Welche Form muss ein Gewerbemietvertrag einhalten, um Gültigkeit zu besitzen?

Bei (Gewerbe)mietverträgen ist die Schriftform gem. §§ 578, 550, 126 II S. 1 BGB nur gewahrt, wenn dieselbe Urkunde von den Vertragsparteien selbst, bzw. durch einen Vertreter unterzeichnet ist. Das bedeutet nach dem Grundsatz der Einheitlichkeit der Vertragsurkunde, dass alle wesentlichen vertraglichen Abreden, wie z.B. Mietgegenstand, -zins, -dauer und -parteien, in einer Urkunde enthalten sein müssen. Fehlt es hieran, so ist jede Partei - auch bei vereinbarter langer Vertragdauer - unter Einhaltung der gesetzlichen Kündigungsfrist des § 580 a II BGB zur vorzeitigen Kündigung berechtigt, weil das Mietverhältnis wegen Nichteinhaltung der nach §§ 550 S. 1, 578 BGB vorgeschriebenen Schriftform als auf unbestimmte Zeit geschlossen gilt.

Werden Teile der wesentlichen Vertragsbedingungen in dem Mietvertrag beiliegenden Anlagen ausgelagert, so ist das Schriftformerfordernis nur gewahrt, wenn die Anlagen im Mietvertrag so genau bezeichnet werden, dass deren zweifelsfreie Zuordnung zum Vertrag möglich ist. Der bloße Hinweis im Hauptvertrag auf eine nicht näher bezeichnete Anlage genügt danach nicht.

Nach der so genannten "Auflockerungsrechtsprechung" des BGH (BGH, NZM 2000, 381)ist jedoch die gesetzliche Schriftform des gesamten Vertragswerks trotz bestehenden Formmangels der Haupturkunde gewahrt, wenn eine Nachtragsurkunde auf den ursprünglichen Vertrag Bezug nimmt und zum Ausdruck bringt, es solle unter Einbeziehung der Nachträge bei dem verbleiben, was früher formgültig niedergelegt worden war.

Grundsätzlich kann sich jede Partei auf dem Formmangel berufen, da durch die Einhaltung des Formerfordernisses ein am Vertragabschluss nicht beteiligter Dritter, wie z.B. ein Erwerber, geschützt werden soll. Das gilt auch dann, wenn ein Mietvertrag zuvor ohne Beanstandung jahrelang vollzogen worden ist.
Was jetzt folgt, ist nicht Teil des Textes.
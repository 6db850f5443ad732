use dialectic_core::gateway::{
    CallFailure, CallGateway, FailureKind, ProviderRequest, SearchRequest,
};
use dialectic_core::{ChannelResults, ResearchScope, SearchResults};
use futures::future::join_all;
use tracing::{info, warn};

use crate::llm::invoke_once_retrying;
use crate::phases::SearchTarget;

/// Fans the scoped query out to every search target concurrently.
///
/// A provider that fails contributes zero hits and a failure note, except
/// `auth_missing`, which fails the whole phase.
pub async fn execute(
    gateway: &dyn CallGateway,
    targets: &[SearchTarget],
    scope: &ResearchScope,
    max_results: usize,
) -> Result<SearchResults, CallFailure> {
    let query = scope.intent().to_owned();

    let calls = targets.iter().map(|target| {
        let request = ProviderRequest::Search(SearchRequest {
            query: query.clone(),
            max_results,
            channel: target.channel,
        });
        async move {
            let result = match invoke_once_retrying(gateway, &target.provider, request).await {
                Ok(response) => response.into_search_hits(&target.provider),
                Err(failure) => Err(failure),
            };
            (target, result)
        }
    });

    let mut channels = Vec::with_capacity(targets.len());
    for (target, result) in join_all(calls).await {
        match result {
            Ok(mut hits) => {
                hits.truncate(max_results);
                info!(
                    event_name = "agent.search.channel_completed",
                    channel = target.channel.as_str(),
                    provider = %target.provider,
                    hits = hits.len(),
                    "search channel returned results"
                );
                channels.push(ChannelResults {
                    channel: target.channel,
                    provider: target.provider.clone(),
                    hits,
                    failure: None,
                });
            }
            Err(failure) if failure.kind == FailureKind::AuthMissing => return Err(failure),
            Err(failure) => {
                warn!(
                    event_name = "agent.search.channel_failed",
                    channel = target.channel.as_str(),
                    provider = %target.provider,
                    failure_kind = failure.kind.as_str(),
                    error = %failure.reason,
                    "search channel failed, continuing with zero results"
                );
                channels.push(ChannelResults {
                    channel: target.channel,
                    provider: target.provider.clone(),
                    hits: Vec::new(),
                    failure: Some(failure.kind),
                });
            }
        }
    }

    Ok(SearchResults { query, channels })
}

#[cfg(test)]
mod tests {
    use dialectic_core::gateway::FailureKind;
    use dialectic_core::{ProviderId, ResearchScope, SearchHit};

    use super::execute;
    use crate::phases::PhaseRoles;
    use crate::testing::{ScriptedGateway, ScriptedReply};

    fn scope() -> ResearchScope {
        ResearchScope {
            original_query: "ev tariffs".to_owned(),
            scope: "EV tariff pass-through".to_owned(),
            requirements: Vec::new(),
            clarifying_questions: Vec::new(),
        }
    }

    fn hit(n: usize) -> SearchHit {
        SearchHit {
            title: format!("hit {n}"),
            url: format!("https://example.com/{n}"),
            snippet: String::new(),
            published: None,
        }
    }

    #[tokio::test]
    async fn partial_failure_keeps_other_channels() {
        let gateway = ScriptedGateway::new();
        gateway.set_search_default(ProviderId::new("web"), ScriptedReply::hits(vec![hit(1), hit(2)]));
        gateway.set_search_default(
            ProviderId::new("academic"),
            ScriptedReply::failure(FailureKind::QuotaExceeded),
        );
        gateway.set_search_default(ProviderId::new("social"), ScriptedReply::hits(vec![hit(3)]));

        let results = execute(&gateway, &PhaseRoles::default().search, &scope(), 8)
            .await
            .expect("partial success");

        assert_eq!(results.query, "EV tariff pass-through");
        assert_eq!(results.channels.len(), 3);
        assert_eq!(results.total_hits(), 3);
        let failed = results.failed_providers();
        assert_eq!(failed.len(), 1);
        assert_eq!(failed[0].0, &ProviderId::new("academic"));
        assert_eq!(failed[0].1, FailureKind::QuotaExceeded);
    }

    #[tokio::test]
    async fn auth_missing_fails_the_phase() {
        let gateway = ScriptedGateway::happy_path();
        gateway.push_search(ProviderId::new("social"), ScriptedReply::failure(FailureKind::AuthMissing));

        let failure = execute(&gateway, &PhaseRoles::default().search, &scope(), 8)
            .await
            .expect_err("auth is fatal");

        assert_eq!(failure.kind, FailureKind::AuthMissing);
    }

    #[tokio::test]
    async fn hits_are_capped_at_max_results() {
        let gateway = ScriptedGateway::new();
        gateway.set_search_default(
            ProviderId::new("web"),
            ScriptedReply::hits((0..10).map(hit).collect()),
        );
        let targets = &PhaseRoles::default().search[..1];

        let results = execute(&gateway, targets, &scope(), 4).await.expect("searched");

        assert_eq!(results.total_hits(), 4);
    }

    #[tokio::test]
    async fn transient_failure_is_retried_before_giving_up_on_channel() {
        let gateway = ScriptedGateway::new();
        gateway.push_search(ProviderId::new("web"), ScriptedReply::failure(FailureKind::Transient));
        gateway.push_search(ProviderId::new("web"), ScriptedReply::hits(vec![hit(1)]));
        let targets = &PhaseRoles::default().search[..1];

        let results = execute(&gateway, targets, &scope(), 8).await.expect("searched");

        assert_eq!(results.total_hits(), 1);
        assert_eq!(gateway.calls_for_provider(&ProviderId::new("web")), 2);
    }
}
Ausnahmsweise kann ein Berufen auf den Formmangel jedoch gemäß § 242 BGB rechtsmissbräuchlich sein, wenn die Nichtigkeit des Vertrages im Einzelfall zu einem schlechthin untragbaren Ergebnis führen würde (für Beispielen siehe hierzu BGH NJW-RR 1990, 518).

Im Zusammenhang mit dem Schriftformerfordernis gilt es abschließend noch zu beachten, dass die Aufnahme einer so genannten salvatorischen (Erhaltungs)klausel (wie z.B. "sollte eine Bestimmung dieses Vertrages unwirksam sein, so wird die Gültigkeit der übrigen Bestimmungen hiervon nicht berührt") nicht zur Nachholung der Schriftform verpflichtet.

Zwar soll mit dieser Erhaltungsregelung die nach § 139 BGB im Zweifel aus der Teilnichtigkeit folgende Gesamtnichtigkeit des Vertrages verhindert werden, jedoch führt diese Klausel nicht automatisch zur Wirksamkeit des Restvertrages, sondern bewirkt nur eine Umkehr der Beweislast dahingehend, dass derjenige, der sich auf die Gesamtnichtigkeit des Vertrages beruft, die Darlegungs- und Beweislast dafür trägt, dass die Parteien den Vertrag auch ohne den nichtigen Teil abgeschlossen hätten. Der Fall der fehlenden Schriftform ist hiervon jedoch nicht erfasst. Da der Vertrag hierdurch nicht unwirksam wird, sondern als auf unbestimmte Zeit abgeschlossen fortbesteht, läuft die Erhaltungsklausel ins Leere.

Autor: Dr. Florian Kappes, Rechtsanwalt und Fachanwalt für Miet- und WEG-Recht

Insbesondere bei erheblichen Investitionen in das Mietobjekt oder die oft langfristig gewünschte Absicherung eines aufgebauten Standorts (Kundenbindung!) zwingt dazu, sowohl beim Abschluss des Mietvertrags als auch späteren Änderungen, die Einhaltung der juristisch korrekten Schriftform genauestens zu beachten. Ansonsten läuft man Gefahr, der anderen Vertragspartei einen Angriffspunkt für eine vorzeitige Kündigung des Mietverhältnisses zu geben.
Hilfreich hierfür sind auch – richtig formulierte - sog. Schriftformheilungsklauseln im Vertrag, die eine Berufung auf die fehlende Schriftform verhindern sollen.